One Story
Hombre de burro
There was something about the spandex. Of course the other parts were nice too: the lavender lace patches covering her breasts like translucent mosquito nets, or the silky triangle beginning at her belly button and going down to her pussy, occluding her navel, begging him to rub his cock against the delicate fabric until it was about to explode. Those parts were nice, right, but the thing that drove him crazy was the constricting grip of lycra across the various curvatures of her body. Nothing was better than turning her over, sliding a taut g-string to the side and fucking her like that, the spandex band rubbing against his cock as he went in and out of her in ecstasy. Even the pain of it, the rawness caused by friction against the fabric, held a kind of eroticism. Days later, rubbing vaseline on his dry and rashed cock, he would become aroused by the stinging sensation and rub one out like that, wincing at the pain as he orgasmed.
There was a piece she wore once in a while that was exclusively spandex: a web of inch-wide black bands covering her entire body like she was tangled in some type of trap. That piece got him going. He had a picture of her wearing it on his phone. When he traveled for work he would masturbate to it. This piece, the one she was wearing at this moment, was nice of course, but the other one was the best.
He was not sure if she’d brought the spandex web piece along with her for the trip. So far it had been all new pieces she had picked up for the special occasion––using his card, of course. He had been promoted. And so he hired her out for the weekend and brought her to Mexico City, where they had been doing not much more than fucking and drinking. She probably wouldn’t prefer the term “hired out” come to think of it. For one, it was inaccurate. He was the only one of her followers that ever met her in person and fucked her. Everyone else was restricted to purely online. So it wasn’t like she was a woman that could be hired out really. But he couldn’t think of a better term to describe it because he was, you know, paying her.
He pulled his cock out of her now and turned her over. He slapped his hand on her asscheek once, wasn’t satisfied with the sound, then did it again. He slid his cock into her and started fucking fast. She moaned and screamed; they were both drunk and being quite dramatic about the whole thing. He grabbed hold of her hair, bunched it up in his fist and focused on shoving his cock as deep into her as possible.
He had been married before this. Before her. Three years of marriage that just went kaput like everything else did. Which had been its own kind of devastation: the fact that even marriage wasn’t safe from the destructive forces of time. He wasn’t stupid. He knew time eroded all things. But he’d also always heard that marriages, if they were good ones, which he thought his was, would erode to reveal new things so you wouldn’t be too bothered about the whole eroding business. Not him. Not his marriage. His just eroded and then, one morning, before either of them got out of bed they just called it off. Like they were yawning through a simple weekend plan:
I think we should divorce.
Yeah. Well… yeah.
He told her he was about to cum. She instructed him to do so into her mouth. He pulled out of her and she quickly turned around and got to her knees. She spit on her hand and grabbed hold of his cock and stroked it until he orgasmed. It got all over her face. This was the happiest he’d been in five years probably. Maybe six.

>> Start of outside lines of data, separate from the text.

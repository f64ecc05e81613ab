use std::sync::Arc;

use tracing::{debug, warn};

use crate::config::RequestLoggingConfig;
use crate::console_sink::ConsoleSink;
use crate::file_sink::FileSink;
use crate::sink::RequestLogSink;

/// Built-in sink kinds that can be selected by name in configuration.
#[derive(Debug, Clone, Copy, PartialEq, Eq)]
pub enum SinkKind {
    Console,
    File,
}

/// Parse a configured sink name.
///
/// Examples:
/// - "console"
/// - "file"
pub fn parse_sink_name(name: &str) -> Result<SinkKind, SinkNameError> {
    match name.trim().to_ascii_lowercase().as_str() {
        "console" | "stdout" => Ok(SinkKind::Console),
        "file" => Ok(SinkKind::File),
        _ => Err(SinkNameError::Unknown(name.to_string())),
    }
}

/// Error type returned when parsing a sink name.
#[derive(thiserror::Error, Debug)]
pub enum SinkNameError {
    #[error("unknown sink name: {0:?}")]
    Unknown(String),
}

/// Create an uninitialised built-in sink.
pub fn make_sink(kind: SinkKind) -> Box<dyn RequestLogSink> {
    match kind {
        SinkKind::Console => Box::new(ConsoleSink::new()),
        SinkKind::File => Box::new(FileSink::new()),
    }
}

/// Ordered, immutable list of active sinks.
///
/// Built once at startup. Dispatch walks the sinks in the order they were
/// registered: configured built-ins first, then custom sinks in the order
/// they were supplied.
#[derive(Clone)]
pub struct SinkRegistry {
    sinks: Vec<Arc<dyn RequestLogSink>>,
}

impl SinkRegistry {
    /// Register the built-ins named in `config.sinks` followed by `custom`.
    ///
    /// Unknown names are skipped with a warning.
    pub fn discover(config: &RequestLoggingConfig, custom: Vec<Box<dyn RequestLogSink>>) -> Self {
        let mut candidates: Vec<Box<dyn RequestLogSink>> = Vec::new();
        for name in &config.sinks {
            match parse_sink_name(name) {
                Ok(kind) => candidates.push(make_sink(kind)),
                Err(e) => warn!(error = %e, "skipping sink"),
            }
        }
        candidates.extend(custom);
        Self::from_sinks(config, candidates)
    }

    /// Initialise and register exactly `sinks`, in order.
    ///
    /// A sink whose `init` fails is left out. If nothing is left, a single
    /// console sink is installed so events are never silently lost.
    pub fn from_sinks(config: &RequestLoggingConfig, sinks: Vec<Box<dyn RequestLogSink>>) -> Self {
        let mut active: Vec<Arc<dyn RequestLogSink>> = Vec::with_capacity(sinks.len().max(1));
        for mut sink in sinks {
            match sink.init(config) {
                Ok(()) => {
                    debug!(sink = sink.name(), "registered request log sink");
                    active.push(Arc::from(sink));
                }
                Err(e) => warn!(sink = sink.name(), error = %e, "sink init failed, not registering"),
            }
        }

        if active.is_empty() {
            let mut fallback = ConsoleSink::new();
            if let Err(e) = fallback.init(config) {
                warn!(error = %e, "default console sink init failed");
            }
            active.push(Arc::new(fallback));
        }

        Self { sinks: active }
    }

    pub fn sinks(&self) -> &[Arc<dyn RequestLogSink>] {
        &self.sinks
    }

    pub fn len(&self) -> usize {
        self.sinks.len()
    }

    pub fn is_empty(&self) -> bool {
        self.sinks.is_empty()
    }

    /// Names in dispatch order.
    pub fn names(&self) -> Vec<&str> {
        self.sinks.iter().map(|s| s.name()).collect()
    }

    /// Call `close` on every sink, logging failures.
    pub async fn close_all(&self) {
        for sink in &self.sinks {
            if let Err(e) = sink.close().await {
                warn!(sink = sink.name(), error = %e, "sink close failed");
            }
        }
    }
}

“You know how they say divorce in Spanish?” she said.
“How?”
“Divorcio.”
“I like that.”
“It’s nice, right? Kind of fun and sparky. Divorcio.”
“It feels like a word an American would make up when explaining what happened to a Spanish speaking friend. It feels like something I would have said to you when we first met.”
“I’m sure that’s what happened. I’m sure that’s where it comes from.”
“Just some guy.”
“Si, um, hola. No yeah, my wife no here no mas. We have divorcio.”
“Mucho bad divorcio. My wife no like me nada. We no habla.”
“Hablamos.”
“Right. Hablamos. We no hablamos because we divorcio.”
They were sitting in Parque Mexico eating ice cream. They had spent the morning strolling Roma Norte. He had bought her an expensive necklace which she, out of some previously unseen principal, had initially refused. But he had talked her down. Convinced her to conceptualize it as an expression of friendship and not an expression of love, which, truthfully, it was, which both of them knew it was. But now she wore it proudly around her neck, which looked a little odd because she was wearing running shorts and a t-shirt and it was a somewhat large, ornate thing that would only probably look best if she was done up a bit more and in a dress. He knew she didn’t love him, but he also knew she enjoyed the attention of someone that was in love with her. And he didn’t mind having the rug pulled out from under him. So he would go about loving her on this trip and when it ended and she inevitably told him she didn’t love or couldn’t love him or was not in a place to love him, he would just take it on the chin. He would go back to New York, start up at his new position, and have this little moment to think of when things got difficult and arduous. He would have his little fling in Mexico. His little moment of love or whatever you wanted to call it.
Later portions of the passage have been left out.